Krasnykh stated they are telling migrants to go to Mexico City.

“It’s a very emotional time,” she said. “A lot of the families are hanging around trying to decide what they are going to do, some broke down and cried.”

Ukrainians are being given the option of staying temporarily in a Tijuana shelter that has housed thousands of migrants over the last three weeks, but now sits almost empty.

It will remain open until May 4 and those who stay there will receive help with transportation back to Mexico City, where another shelter awaits as they file asylum claims in that city.

“They are going to provide us with a hub with a kitchen, bathrooms and showers everything will be there, everything, so we’re really happy, thankful to the Mexican government,” said volunteer Vlad Fedoryshyn.

Last week, about 3,000 Ukrainians deemed by U.S. authorities to be particularly vulnerable were allowed to cross the border into the United States, according to the U.S. Department of Homeland Security (DHS).

After flying in from Europe, Mexico would issue Ukrainian migrants tourist visas.

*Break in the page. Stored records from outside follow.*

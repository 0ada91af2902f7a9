// crates/cost-manager-contract/src/checks.rs
// ============================================================================
// Module: Shape Checks
// Description: Pure assertions over decoded response bodies.
// Purpose: Decide whether a response satisfies the cost-manager contract.
// Dependencies: serde_json
// ============================================================================

//! ## Overview
//! Each check takes the raw JSON body (plus whatever the caller submitted)
//! and returns either the typed value or the first [`ContractViolation`]
//! found. Checks accept extra fields everywhere except where the contract
//! pins an exact key set (about entries).

// ============================================================================
// SECTION: Imports
// ============================================================================

use serde_json::Map;
use serde_json::Value;

use crate::Category;
use crate::CategoryBuckets;
use crate::ContractViolation;
use crate::CostRecord;
use crate::CostSubmission;
use crate::ErrorBody;
use crate::MonthlyReport;
use crate::ReportQuery;
use crate::TeamMember;
use crate::UserDetails;

// ============================================================================
// SECTION: Constants
// ============================================================================

/// Exact key set of an about entry, sorted.
const ABOUT_KEYS: [&str; 2] = ["first_name", "last_name"];
/// Tolerance when comparing echoed amounts.
const SUM_TOLERANCE: f64 = 1e-9;

// ============================================================================
// SECTION: Generic Checks
// ============================================================================

/// Fails unless `actual` is one of `allowed`.
///
/// # Errors
///
/// Returns [`ContractViolation::UnexpectedStatus`] on mismatch.
pub fn expect_status(endpoint: &str, actual: u16, allowed: &[u16]) -> Result<(), ContractViolation> {
    if allowed.contains(&actual) {
        return Ok(());
    }
    Err(ContractViolation::UnexpectedStatus {
        endpoint: endpoint.to_string(),
        expected: allowed.to_vec(),
        actual,
    })
}

/// Returns the elements of a JSON array.
///
/// # Errors
///
/// Returns [`ContractViolation::NotAList`] when `value` is not an array.
pub fn expect_list<'a>(value: &'a Value, what: &str) -> Result<&'a [Value], ContractViolation> {
    value.as_array().map(Vec::as_slice).ok_or_else(|| ContractViolation::NotAList {
        what: what.to_string(),
    })
}

/// Checks an error body carries both `id` and `message`.
///
/// # Errors
///
/// Returns [`ContractViolation`] when the body is not an object or lacks
/// either field.
pub fn check_error_body(value: &Value) -> Result<ErrorBody, ContractViolation> {
    let object = expect_object(value, "error body")?;
    let id = required(object, "error body", "id")?.clone();
    let message = match required(object, "error body", "message")? {
        Value::String(message) => message.clone(),
        other => other.to_string(),
    };
    Ok(ErrorBody {
        id,
        message,
    })
}

// ============================================================================
// SECTION: Users
// ============================================================================

/// Checks `GET /api/users` lists the given user.
///
/// # Errors
///
/// Returns [`ContractViolation`] when the body is not a list or no entry has
/// a matching `id`.
pub fn check_user_listed(value: &Value, user_id: u64) -> Result<(), ContractViolation> {
    let users = expect_list(value, "user list")?;
    let listed = users.iter().any(|user| user.get("id").and_then(Value::as_u64) == Some(user_id));
    if listed {
        Ok(())
    } else {
        Err(ContractViolation::UserMissing {
            user_id,
        })
    }
}

/// Checks `GET /api/users/:id` for the right user and a large enough total.
///
/// # Errors
///
/// Returns [`ContractViolation`] when `id` differs, `total` is absent or not
/// numeric, or `total < min_total`.
pub fn check_user_details(
    value: &Value,
    user_id: u64,
    min_total: f64,
) -> Result<UserDetails, ContractViolation> {
    let what = "user details";
    let object = expect_object(value, what)?;
    let id = u64_field(object, what, "id")?;
    expect_equal("id", &Value::from(user_id), &Value::from(id))?;
    let total = required(object, what, "total")?.as_f64().ok_or_else(|| {
        ContractViolation::WrongType {
            what: what.to_string(),
            field: "total".to_string(),
            expected: "a number",
        }
    })?;
    if total + SUM_TOLERANCE < min_total {
        return Err(ContractViolation::TotalBelowMinimum {
            total,
            minimum: min_total,
        });
    }
    Ok(UserDetails {
        id,
        first_name: object.get("first_name").and_then(Value::as_str).map(str::to_string),
        last_name: object.get("last_name").and_then(Value::as_str).map(str::to_string),
        total,
    })
}

// ============================================================================
// SECTION: Costs
// ============================================================================

/// Checks the echo of `POST /api/add` on the costs service.
///
/// The echoed user id is read from `userid`, falling back to `user_id`.
///
/// # Errors
///
/// Returns [`ContractViolation`] when `userid`, `category`, or `description`
/// differ from the submission, when `sum` is absent or differs, or when
/// `require_id` is set and `_id` is absent.
pub fn check_cost_echo(
    submission: &CostSubmission,
    value: &Value,
    require_id: bool,
) -> Result<CostRecord, ContractViolation> {
    let what = "cost record";
    let object = expect_object(value, what)?;
    let userid = object.get("userid").or_else(|| object.get("user_id")).ok_or_else(|| {
        ContractViolation::MissingField {
            what: what.to_string(),
            field: "userid".to_string(),
        }
    })?;
    expect_equal("userid", &Value::from(submission.user_id), userid)?;
    let category = required(object, what, "category")?;
    expect_equal("category", &Value::from(submission.category.clone()), category)?;
    let description = required(object, what, "description")?;
    expect_equal("description", &Value::from(submission.description.clone()), description)?;
    let sum = required(object, what, "sum")?.as_f64().ok_or_else(|| {
        ContractViolation::WrongType {
            what: what.to_string(),
            field: "sum".to_string(),
            expected: "a number",
        }
    })?;
    if (sum - submission.sum).abs() > SUM_TOLERANCE {
        return Err(ContractViolation::FieldMismatch {
            field: "sum".to_string(),
            expected: submission.sum.to_string(),
            actual: sum.to_string(),
        });
    }
    let id = match object.get("_id") {
        Some(Value::String(id)) => Some(id.clone()),
        Some(Value::Null) | None => None,
        Some(other) => Some(other.to_string()),
    };
    if require_id && id.is_none() {
        return Err(ContractViolation::MissingField {
            what: what.to_string(),
            field: "_id".to_string(),
        });
    }
    let category = submission.parsed_category().ok_or_else(|| ContractViolation::WrongType {
        what: what.to_string(),
        field: "category".to_string(),
        expected: "a known category",
    })?;
    Ok(CostRecord {
        userid: submission.user_id,
        category,
        description: submission.description.clone(),
        sum,
        id,
        year: object.get("year").and_then(Value::as_i64),
        month: object.get("month").and_then(Value::as_i64),
        day: object.get("day").and_then(Value::as_i64),
    })
}

/// Checks `GET /api/report`: echoed query, all five buckets, item days.
///
/// # Errors
///
/// Returns [`ContractViolation`] when `userid`, `year`, or `month` differ
/// from the query, when `costs` is malformed, or when any category bucket is
/// absent.
pub fn check_report(value: &Value, query: &ReportQuery) -> Result<MonthlyReport, ContractViolation> {
    let what = "report";
    let object = expect_object(value, what)?;
    let userid = required(object, what, "userid")?;
    expect_equal("userid", &Value::from(query.id), userid)?;
    let year = required(object, what, "year")?;
    expect_equal("year", &Value::from(query.year), year)?;
    let month = required(object, what, "month")?;
    expect_equal("month", &Value::from(query.month), month)?;
    let costs = CategoryBuckets::from_wire(required(object, what, "costs")?)?;
    let missing = costs.missing();
    if !missing.is_empty() {
        return Err(ContractViolation::MissingCategories {
            missing,
        });
    }
    Ok(MonthlyReport {
        userid: query.id,
        year: i64::from(query.year),
        month: i64::from(query.month),
        costs,
    })
}

/// Checks that a bucket grew and holds the new description.
///
/// # Errors
///
/// Returns [`ContractViolation::ReportNotUpdated`] when the bucket did not
/// grow or no item carries `description`.
pub fn check_report_growth(
    before: &MonthlyReport,
    after: &MonthlyReport,
    category: Category,
    description: &str,
) -> Result<(), ContractViolation> {
    let (count_before, count_after) = (before.costs.count(category), after.costs.count(category));
    if count_after <= count_before {
        return Err(ContractViolation::ReportNotUpdated {
            category,
            detail: format!("item count went from {count_before} to {count_after}"),
        });
    }
    let found = after
        .costs
        .get(category)
        .is_some_and(|items| items.iter().any(|item| item.description == description));
    if found {
        Ok(())
    } else {
        Err(ContractViolation::ReportNotUpdated {
            category,
            detail: format!("no item described `{description}`"),
        })
    }
}

// ============================================================================
// SECTION: Logs and Admin
// ============================================================================

/// Returns the number of log entries.
///
/// # Errors
///
/// Returns [`ContractViolation::NotAList`] when the body is not a list.
pub fn check_log_list(value: &Value) -> Result<usize, ContractViolation> {
    expect_list(value, "log list").map(<[Value]>::len)
}

/// Fails when the log count shrank.
///
/// # Errors
///
/// Returns [`ContractViolation::LogCountDecreased`] when `after < before`.
pub const fn check_log_growth(before: usize, after: usize) -> Result<(), ContractViolation> {
    if after >= before {
        Ok(())
    } else {
        Err(ContractViolation::LogCountDecreased {
            before,
            after,
        })
    }
}

/// Checks `GET /api/about`: a non-empty list of exactly-two-field entries.
///
/// # Errors
///
/// Returns [`ContractViolation`] when the list is empty, or any entry is not
/// an object, has keys other than `first_name` and `last_name`, or has
/// non-string values.
pub fn check_about(value: &Value) -> Result<Vec<TeamMember>, ContractViolation> {
    let entries = expect_list(value, "about list")?;
    if entries.is_empty() {
        return Err(ContractViolation::EmptyList {
            what: "about list".to_string(),
        });
    }
    let mut members = Vec::with_capacity(entries.len());
    for (index, entry) in entries.iter().enumerate() {
        let what = format!("about entry {index}");
        let object = expect_object(entry, &what)?;
        let mut keys: Vec<String> = object.keys().cloned().collect();
        keys.sort();
        if keys != ABOUT_KEYS {
            return Err(ContractViolation::KeySetMismatch {
                what,
                expected: ABOUT_KEYS.iter().map(ToString::to_string).collect(),
                actual: keys,
            });
        }
        members.push(TeamMember {
            first_name: str_field(object, &what, "first_name")?,
            last_name: str_field(object, &what, "last_name")?,
        });
    }
    Ok(members)
}

// ============================================================================
// SECTION: Helpers
// ============================================================================

/// Returns the object behind `value`.
fn expect_object<'a>(value: &'a Value, what: &str) -> Result<&'a Map<String, Value>, ContractViolation> {
    value.as_object().ok_or_else(|| ContractViolation::NotAnObject {
        what: what.to_string(),
    })
}

/// Returns a required field.
fn required<'a>(
    object: &'a Map<String, Value>,
    what: &str,
    field: &str,
) -> Result<&'a Value, ContractViolation> {
    object.get(field).ok_or_else(|| ContractViolation::MissingField {
        what: what.to_string(),
        field: field.to_string(),
    })
}

/// Returns a required unsigned integer field.
fn u64_field(object: &Map<String, Value>, what: &str, field: &str) -> Result<u64, ContractViolation> {
    required(object, what, field)?.as_u64().ok_or_else(|| ContractViolation::WrongType {
        what: what.to_string(),
        field: field.to_string(),
        expected: "an unsigned integer",
    })
}

/// Returns a required string field.
fn str_field(object: &Map<String, Value>, what: &str, field: &str) -> Result<String, ContractViolation> {
    required(object, what, field)?.as_str().map(str::to_string).ok_or_else(|| {
        ContractViolation::WrongType {
            what: what.to_string(),
            field: field.to_string(),
            expected: "a string",
        }
    })
}

/// Compares two JSON scalars; integers and floats compare numerically.
fn expect_equal(field: &str, expected: &Value, actual: &Value) -> Result<(), ContractViolation> {
    let equal = match (expected, actual) {
        (Value::Number(left), Value::Number(right)) => match (left.as_i64(), right.as_i64()) {
            (Some(left), Some(right)) => left == right,
            _ => match (left.as_u64(), right.as_u64()) {
                (Some(left), Some(right)) => left == right,
                _ => left.as_f64() == right.as_f64(),
            },
        },
        _ => expected == actual,
    };
    if equal {
        Ok(())
    } else {
        Err(ContractViolation::FieldMismatch {
            field: field.to_string(),
            expected: expected.to_string(),
            actual: actual.to_string(),
        })
    }
}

The migrants would then travel to border cities, primarily Tijuana, before crossing the border.

But with the new rules, this route will no longer be available to Ukrainians.

The city of Tijuana’s migrant affairs office estimates at least 12,000 Ukrainian migrants have passed through Tijuana on their way to the United States since the war started in Ukraine.

U.S. President Joe Biden has said the United States is willing to accept up to 100,000 Ukrainians fleeing the Russian invasion.

“We are proud to deliver on President Biden’s commitment to welcome 100,000 Ukrainians and others fleeing Russian aggression to the United States,” Homeland Security Secretary Alejandro N. Mayorkas said in a statement recently. “The Ukrainian people continue to suffer immense tragedy and loss as a result of Putin’s unprovoked and unjustified attack on their country.”